- **THE PROBLEM**
Report every line of the data that includes "shares".

[Items from a data source]
.....

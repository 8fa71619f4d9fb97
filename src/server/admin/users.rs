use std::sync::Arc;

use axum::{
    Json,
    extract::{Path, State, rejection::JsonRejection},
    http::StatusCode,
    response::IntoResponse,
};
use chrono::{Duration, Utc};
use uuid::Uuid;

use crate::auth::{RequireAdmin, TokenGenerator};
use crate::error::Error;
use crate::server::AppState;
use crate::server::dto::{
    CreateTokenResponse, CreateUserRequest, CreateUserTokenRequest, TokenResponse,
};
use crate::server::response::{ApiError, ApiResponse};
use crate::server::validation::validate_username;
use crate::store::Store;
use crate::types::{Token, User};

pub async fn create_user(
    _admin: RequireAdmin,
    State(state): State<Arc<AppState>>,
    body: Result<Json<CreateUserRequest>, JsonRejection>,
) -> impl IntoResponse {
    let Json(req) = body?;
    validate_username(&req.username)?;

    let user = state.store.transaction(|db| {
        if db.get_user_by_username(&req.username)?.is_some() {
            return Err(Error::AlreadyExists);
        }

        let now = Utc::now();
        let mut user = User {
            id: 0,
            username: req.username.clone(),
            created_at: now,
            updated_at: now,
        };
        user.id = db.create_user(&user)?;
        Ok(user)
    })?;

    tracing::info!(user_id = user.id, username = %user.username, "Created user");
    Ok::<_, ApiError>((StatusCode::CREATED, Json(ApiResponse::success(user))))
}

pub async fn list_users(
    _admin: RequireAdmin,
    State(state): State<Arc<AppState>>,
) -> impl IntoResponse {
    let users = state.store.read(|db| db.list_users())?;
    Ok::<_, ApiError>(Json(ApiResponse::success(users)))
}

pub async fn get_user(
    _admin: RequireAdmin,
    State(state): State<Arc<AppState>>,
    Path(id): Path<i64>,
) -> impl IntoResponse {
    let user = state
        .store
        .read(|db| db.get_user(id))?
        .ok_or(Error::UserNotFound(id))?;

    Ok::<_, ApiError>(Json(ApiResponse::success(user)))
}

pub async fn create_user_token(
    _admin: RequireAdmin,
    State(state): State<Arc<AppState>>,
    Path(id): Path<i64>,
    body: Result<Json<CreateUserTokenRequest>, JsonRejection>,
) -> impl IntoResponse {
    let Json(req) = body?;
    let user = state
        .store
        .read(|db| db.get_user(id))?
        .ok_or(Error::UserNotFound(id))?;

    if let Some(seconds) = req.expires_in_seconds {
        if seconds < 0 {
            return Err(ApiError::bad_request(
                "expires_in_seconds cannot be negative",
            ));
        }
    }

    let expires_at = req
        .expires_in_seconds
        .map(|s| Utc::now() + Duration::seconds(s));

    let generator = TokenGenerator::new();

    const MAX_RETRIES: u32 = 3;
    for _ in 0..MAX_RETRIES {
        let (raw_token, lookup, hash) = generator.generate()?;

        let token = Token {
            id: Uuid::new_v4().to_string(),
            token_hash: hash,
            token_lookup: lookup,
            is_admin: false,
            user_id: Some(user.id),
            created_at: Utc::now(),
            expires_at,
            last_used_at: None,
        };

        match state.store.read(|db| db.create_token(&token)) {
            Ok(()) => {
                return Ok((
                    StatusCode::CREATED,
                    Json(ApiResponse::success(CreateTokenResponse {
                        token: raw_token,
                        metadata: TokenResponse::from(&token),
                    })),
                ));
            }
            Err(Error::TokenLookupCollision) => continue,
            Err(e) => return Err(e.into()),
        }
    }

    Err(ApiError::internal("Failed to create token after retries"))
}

.....

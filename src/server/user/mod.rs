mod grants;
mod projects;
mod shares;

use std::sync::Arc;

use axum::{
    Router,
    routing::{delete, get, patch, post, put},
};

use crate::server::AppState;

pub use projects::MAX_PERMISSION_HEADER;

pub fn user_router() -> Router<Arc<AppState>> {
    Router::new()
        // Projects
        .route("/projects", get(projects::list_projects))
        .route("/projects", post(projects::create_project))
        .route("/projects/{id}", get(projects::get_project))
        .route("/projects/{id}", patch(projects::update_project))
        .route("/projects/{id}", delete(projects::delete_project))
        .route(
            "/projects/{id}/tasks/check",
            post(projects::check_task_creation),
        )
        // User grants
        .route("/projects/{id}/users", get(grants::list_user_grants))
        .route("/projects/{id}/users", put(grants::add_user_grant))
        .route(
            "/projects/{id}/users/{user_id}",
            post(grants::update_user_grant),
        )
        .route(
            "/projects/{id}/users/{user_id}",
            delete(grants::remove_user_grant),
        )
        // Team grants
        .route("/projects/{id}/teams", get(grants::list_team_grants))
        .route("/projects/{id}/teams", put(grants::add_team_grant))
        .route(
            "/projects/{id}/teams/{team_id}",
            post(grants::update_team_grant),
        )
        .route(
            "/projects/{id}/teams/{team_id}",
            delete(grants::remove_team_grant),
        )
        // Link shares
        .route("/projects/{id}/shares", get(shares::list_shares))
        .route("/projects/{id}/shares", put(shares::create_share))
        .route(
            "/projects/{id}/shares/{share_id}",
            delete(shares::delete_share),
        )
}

.....

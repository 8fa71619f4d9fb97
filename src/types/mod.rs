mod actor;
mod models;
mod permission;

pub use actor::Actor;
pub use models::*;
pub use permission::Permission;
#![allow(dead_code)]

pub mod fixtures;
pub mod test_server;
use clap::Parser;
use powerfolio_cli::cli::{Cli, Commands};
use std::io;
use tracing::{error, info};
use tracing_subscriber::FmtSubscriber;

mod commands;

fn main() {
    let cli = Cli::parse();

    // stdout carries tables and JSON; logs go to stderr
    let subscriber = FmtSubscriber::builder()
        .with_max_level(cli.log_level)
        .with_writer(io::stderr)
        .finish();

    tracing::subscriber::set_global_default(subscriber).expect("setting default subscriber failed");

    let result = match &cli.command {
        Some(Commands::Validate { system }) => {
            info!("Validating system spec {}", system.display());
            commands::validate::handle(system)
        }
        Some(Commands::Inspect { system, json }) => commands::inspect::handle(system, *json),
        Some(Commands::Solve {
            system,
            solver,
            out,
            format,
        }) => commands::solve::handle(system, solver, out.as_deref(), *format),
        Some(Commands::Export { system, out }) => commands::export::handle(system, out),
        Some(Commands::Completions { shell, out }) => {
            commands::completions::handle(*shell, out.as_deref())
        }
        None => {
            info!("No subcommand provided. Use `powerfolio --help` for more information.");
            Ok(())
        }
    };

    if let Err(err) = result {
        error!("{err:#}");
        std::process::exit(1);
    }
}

.....

- **EXPECTED ANSWER**
mod shares;
        // Link shares
        .route("/projects/{id}/shares", get(shares::list_shares))
        .route("/projects/{id}/shares", put(shares::create_share))
            "/projects/{id}/shares/{share_id}",
            delete(shares::delete_share),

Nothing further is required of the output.